#### Records ####

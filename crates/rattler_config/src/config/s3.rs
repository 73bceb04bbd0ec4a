use indexmap::IndexMap;
use serde::{Deserialize, Serialize};
use url::Url;

use crate::{config::Config, edit::ConfigEditError};

#[derive(Default, Clone, Debug, Deserialize, Serialize, PartialEq, Eq)]
pub struct S3OptionsMap(pub IndexMap<String, S3Options>);

#[derive(Clone, Debug, Deserialize, Serialize, PartialEq, Eq)]
#[serde(rename_all = "kebab-case")]
pub struct S3Options {
    /// S3 endpoint URL
    pub endpoint_url: Url,

    /// The name of the S3 region
    pub region: String,

    /// Force path style URLs instead of subdomain style
    pub force_path_style: bool,
}

impl Config for S3OptionsMap {
    fn is_default(&self) -> bool {
        self.0.is_empty()
    }

    fn merge_config(self, other: &Self) -> Result<Self, super::MergeError> {
        // Merge the two S3OptionMaps, overwriting existing keys
        let mut merged = self.0.clone();
        for (key, value) in &other.0 {
            merged.insert(key.clone(), value.clone());
        }
        Ok(S3OptionsMap(merged))
    }

    #[cfg(feature = "edit")]
    fn set(&mut self, key: &str, value: Option<String>) -> Result<(), ConfigEditError> {
        if key == "s3-options" {
            let value = value.ok_or_else(|| ConfigEditError::MissingValue {
                key: key.to_string(),
            })?;
            self.0 =
                serde_json::de::from_str(&value).map_err(|e| ConfigEditError::JsonParseError {
                    key: key.to_string(),
                    source: e,
                })?;
            return Ok(());
        }
        let Some(subkey) = key.strip_prefix("s3-options.") else {
            return Err(ConfigEditError::UnknownKey {
                key: key.to_string(),
                supported_keys: "".to_string(),
            });
        };
        if let Some((bucket, rest)) = subkey.split_once('.') {
            if !self.0.contains_key(bucket) {
                return Err(ConfigEditError::BucketNotFound {
                    bucket: bucket.to_string(),
                });
            }
            let bucket_config = self.0.get_mut(bucket).unwrap();
            match rest {
                "endpoint-url" => {
                    let value = value.ok_or_else(|| ConfigEditError::MissingValue {
                        key: key.to_string(),
                    })?;
                    bucket_config.endpoint_url =
                        Url::parse(&value).map_err(|e| ConfigEditError::UrlParseError {
                            key: key.to_string(),
                            source: e,
                        })?;
                }
                "region" => {
                    bucket_config.region = value.ok_or_else(|| ConfigEditError::MissingValue {
                        key: key.to_string(),
                    })?;
                }
                "force-path-style" => {
                    let value = value.ok_or_else(|| ConfigEditError::MissingValue {
                        key: key.to_string(),
                    })?;
                    bucket_config.force_path_style =
                        value.parse().map_err(|e| ConfigEditError::BoolParseError {
                            key: key.to_string(),
                            source: e,
                        })?;
                }
                _ => {
                    return Err(ConfigEditError::UnknownKey {
                        key: key.to_string(),
                        supported_keys: "".to_string(),
                    })
                }
            }
        } else {
            let value = value.ok_or_else(|| ConfigEditError::MissingValue {
                key: key.to_string(),
            })?;
            let s3_options: S3Options =
                serde_json::de::from_str(&value).map_err(|e| ConfigEditError::JsonParseError {
                    key: key.to_string(),
                    source: e,
                })?;
            self.0.insert(subkey.to_string(), s3_options);
        }
        Ok(())
    }

    fn get_extension_name(&self) -> String {
        "s3-options".to_string()
    }

    fn validate(&self) -> Result<(), super::ValidationError> {
        Ok(())
    }

    fn keys(&self) -> Vec<String> {
        self.0.keys().map(|key| key.to_string()).collect()
    }
}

####

**Aim of the task**
Up to and including the line that contains "#[derive(Clone, Debug, Deserialize, Serialize, PartialEq, Eq)]", output the records above exactly, beginning with their first line.

**Written answer**
filename crates/rattler_config/src/config/s3.rs
repository 73bceb04bbd0ec4a
use indexmap::IndexMap;
use serde::{Deserialize, Serialize};
use url::Url;

use crate::{config::Config, edit::ConfigEditError};

#[derive(Default, Clone, Debug, Deserialize, Serialize, PartialEq, Eq)]
pub struct S3OptionsMap(pub IndexMap<String, S3Options>);

#[derive(Clone, Debug, Deserialize, Serialize, PartialEq, Eq)]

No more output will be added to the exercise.